▸ Your objective
Count how many lines of the data below contain the string "entries"; the reply should be that number alone.

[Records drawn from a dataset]

%%

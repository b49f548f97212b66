//! Per-(topic, queue) logical index into the commit log
//!
//! Each consume queue is a stream of fixed 20-byte entries
//! `{commit-log offset: i64, size: i32, tags code: i64}` appended in strict
//! logical-offset order by the dispatch service. Consumers address messages
//! by logical offset; the entry maps that to the physical record.
//!
//! The store owns all queues through [`ConsumeQueueTable`], a two-level map
//! (topic, then queue id) with double-checked lazy creation, mirroring the
//! read-mostly access pattern: resolve under a short read lock, then operate
//! on the queue without further table locking.

use crate::error::Result;
use crate::mapped_queue::MappedQueue;
use bytes::{Buf, BufMut, BytesMut};
use parking_lot::RwLock;
use std::collections::HashMap;
use std::path::PathBuf;
use std::sync::atomic::{AtomicI64, Ordering};
use std::sync::Arc;
use tracing::{debug, info, warn};

/// Fixed size of one consume-queue entry
pub const CQ_UNIT_SIZE: usize = 20;

/// One (topic, queue id) logical index
pub struct ConsumeQueue {
    topic: String,
    queue_id: i32,
    queue: MappedQueue,
    /// Commit-log frontier covered by this queue (offset + size of the last entry)
    max_physic_offset: AtomicI64,
    /// Byte-offset floor below which entries were retired by retention
    min_logic_offset: AtomicI64,
}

%%

▸ Output for this exercise
2